On 19 June Mexico's Senate voted on the United States-Mexico-Canada trade agreement (USMCA) to replace the long-existed North American Free Trade Agreement (NAFTA).

The Mexican Senate ratified the USMCA trade agreement by a large majority, becoming the first country to do so, Reuters reported.

The deal was ratified in the Senate by 114 votes in favor, with four against and three abstentions.

Mexico’s economic minister, Graciela Marquez, described the development as "a clear message in favor of an open economy and deepening economic integration in the region," according to Reuters.

In early June, Canadian Transport Minister Marc Garneau said that Ottawa may ratify the USMCA sometime during the summer.

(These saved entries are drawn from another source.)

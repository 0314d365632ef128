//! # Connection Dispatcher
//!
//! Demultiplexes datagrams from one unconnected UDP socket onto per-peer
//! [`ConnectionHandler`]s.
//!
//! ## Admission
//!
//! A datagram from an unknown peer is checked in order:
//!
//! 1. shorter than the address family's packet floor: dropped
//! 2. not a well-formed long header: dropped
//! 3. unsupported version: Version Negotiation reply, no state
//! 4. not a Client Initial: dropped
//! 5. otherwise a handler is built and fed the datagram; it enters the
//!    table only if that first receive succeeds
//!
//! ## Teardown
//!
//! Handlers leave the table on a fatal error or when their idle deadline
//! passes. Removal drops the handler, its engine and its TLS session
//! together.

use super::handler::ConnectionHandler;
use super::session::SessionFactory;
use super::version_negotiation::send_version_negotiation;
use crate::netio::DatagramSocket;
use crate::runtime::Clock;
use quicd_quic::packet::{self, Accept, PacketType, MAX_PKTLEN_IPV4, MAX_PKTLEN_IPV6};
use rand::rngs::StdRng;
use rand::{Rng, RngCore, SeedableRng};
use std::collections::HashMap;
use std::fmt;
use std::net::SocketAddr;
use std::time::{Duration, Instant};
use tracing::{debug, info, warn};

/// Table key: the peer's numeric address as `[host]:port`.
#[derive(Debug, Clone, PartialEq, Eq, Hash)]
pub struct ConnectionKey(String);

impl From<SocketAddr> for ConnectionKey {
    fn from(peer: SocketAddr) -> Self {
        ConnectionKey(format!("[{}]:{}", peer.ip(), peer.port()))
    }
}

impl fmt::Display for ConnectionKey {
    fn fmt(&self, f: &mut fmt::Formatter<'_>) -> fmt::Result {
        f.write_str(&self.0)
    }
}

/// Smallest acceptable Client Initial datagram from `peer`.
pub fn min_initial_len(peer: SocketAddr) -> usize {
    match peer {
        SocketAddr::V4(_) => MAX_PKTLEN_IPV4,
        SocketAddr::V6(_) => MAX_PKTLEN_IPV6,
    }
}

type Handler<F> = ConnectionHandler<<F as SessionFactory>::Engine, <F as SessionFactory>::Tls>;

pub struct ConnectionDispatcher<S, F: SessionFactory> {
    socket: S,
    factory: F,
    connections: HashMap<ConnectionKey, Handler<F>>,
    clock: Box<dyn Clock>,
    rng: Box<dyn RngCore>,
    idle_timeout: Duration,
}

impl<S: DatagramSocket, F: SessionFactory> ConnectionDispatcher<S, F> {
    pub fn new(
        socket: S,
        factory: F,
        clock: Box<dyn Clock>,
        rng: Box<dyn RngCore>,
        idle_timeout: Duration,
    ) -> Self {
        Self {
            socket,
            factory,
            connections: HashMap::new(),
            clock,
            rng,
            idle_timeout,
        }
    }

    pub fn socket(&self) -> &S {
        &self.socket
    }

    /// Number of live connections.
    pub fn len(&self) -> usize {
        self.connections.len()
    }

    pub fn is_empty(&self) -> bool {
        self.connections.is_empty()
    }

    pub fn handler(&self, peer: SocketAddr) -> Option<&Handler<F>> {
        self.connections.get(&ConnectionKey::from(peer))
    }

    /// Route one inbound datagram.
    pub fn on_datagram(&mut self, datagram: &[u8], peer: SocketAddr) {
        let now = self.clock.now();
        let key = ConnectionKey::from(peer);

        if let Some(handler) = self.connections.get_mut(&key) {
            if let Err(e) = handler.on_receive(datagram, now, &self.socket) {
                warn!(
                    %peer,
                    conn_id = handler.conn_id(),
                    error = %e,
                    "closing connection"
                );
                self.connections.remove(&key);
            }
            return;
        }

        self.admit(datagram, peer, key, now);
    }

    fn admit(&mut self, datagram: &[u8], peer: SocketAddr, key: ConnectionKey, now: Instant) {
        let min_len = min_initial_len(peer);
        if datagram.len() < min_len {
            debug!(%peer, len = datagram.len(), min_len, "dropping short datagram from unknown peer");
            return;
        }

        let hd = match packet::accept(datagram) {
            Accept::Malformed => {
                debug!(%peer, len = datagram.len(), "dropping malformed datagram");
                return;
            }
            Accept::VersionMismatch(hd) => {
                send_version_negotiation(&self.socket, &hd, peer);
                return;
            }
            Accept::Recognized(hd) => hd,
        };

        if hd.ty != PacketType::ClientInitial {
            debug!(%peer, pkt_type = ?hd.ty, "dropping non-initial packet from unknown peer");
            return;
        }

        let conn_id: u64 = self.rng.gen();
        let tls = match self.factory.new_tls() {
            Ok(tls) => tls,
            Err(e) => {
                warn!(%peer, error = %e, "failed to create TLS session");
                return;
            }
        };
        let rng = match StdRng::from_rng(&mut self.rng) {
            Ok(rng) => rng,
            Err(e) => {
                warn!(%peer, error = %e, "failed to seed connection rng");
                return;
            }
        };
        let engine = self.factory.new_engine(conn_id, hd.version);

        let mut handler = ConnectionHandler::new(
            peer,
            conn_id,
            min_len,
            engine,
            tls,
            rng,
            now,
            self.idle_timeout,
        );

        match handler.on_receive(datagram, now, &self.socket) {
            Ok(()) => {
                info!(%peer, conn_id, "accepted connection");
                self.connections.insert(key, handler);
            }
            Err(e) => warn!(%peer, conn_id, error = %e, "connection admission failed"),
        }
    }

    /// Destroy every handler whose idle deadline has passed.
    ///
    /// Returns the number of connections removed.
    pub fn poll_timeouts(&mut self) -> usize {
        let now = self.clock.now();
        let before = self.connections.len();

        self.connections.retain(|key, handler| {
            if handler.is_expired(now) {
                info!(peer = %key, conn_id = handler.conn_id(), "connection timed out");
                false
            } else {
                true
            }
        });

        before - self.connections.len()
    }

    /// Earliest idle deadline among live connections.
    pub fn next_timeout(&self) -> Option<Instant> {
        self.connections.values().map(|h| h.deadline()).min()
    }

    /// Drop every connection. Returns how many were live.
    pub fn shutdown(&mut self) -> usize {
        let n = self.connections.len();
        self.connections.clear();
        n
    }
}

#[cfg(test)]
mod tests {
    use super::*;

    #[test]
    fn test_connection_key_format() {
        let v4: SocketAddr = "192.0.2.1:443".parse().unwrap();
        let v6: SocketAddr = "[2001:db8::1]:8443".parse().unwrap();
        assert_eq!(ConnectionKey::from(v4).to_string(), "[192.0.2.1]:443");
        assert_eq!(ConnectionKey::from(v6).to_string(), "[2001:db8::1]:8443");
    }

    #[test]
    fn test_connection_key_distinguishes_ports() {
        let a: SocketAddr = "192.0.2.1:1000".parse().unwrap();
        let b: SocketAddr = "192.0.2.1:1001".parse().unwrap();
        assert_ne!(ConnectionKey::from(a), ConnectionKey::from(b));
    }

    #[test]
    fn test_family_floors() {
        assert_eq!(min_initial_len("192.0.2.1:1".parse().unwrap()), 1252);
        assert_eq!(min_initial_len("[::1]:1".parse().unwrap()), 1232);
    }
}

In May, US Trade Representative Robert Lighthizer informed House Speaker Nancy Pelosi in a letter that President Donald Trump’s administration had submitted to Congress a draft measure to implement the US-Mexico-Canada Agreement.

Lighthizer said the submission of the draft SAA does not formally start the countdown to vote on the USMCA but is a procedural formality required by the Trade Promotional Authority (TPA). This step, the trade representative added, provides Congress sufficient time to consider the deal before the August recess.

On 20 June, Trump and Canadian Prime Minister Justin Trudeau are expected to meet in Washington. Among the topics that the two leaders will discuss are "the United States-Mexico-Canada Agreement and opportunities to drive more growth and create jobs in both the United States and Canada," according to a White House press release.

The USMCA, which is to replace the 1994 NAFTA trade deal, covers auto and agricultural tariffs, intellectual property rights, labour standards, and environmental protections, among other issues.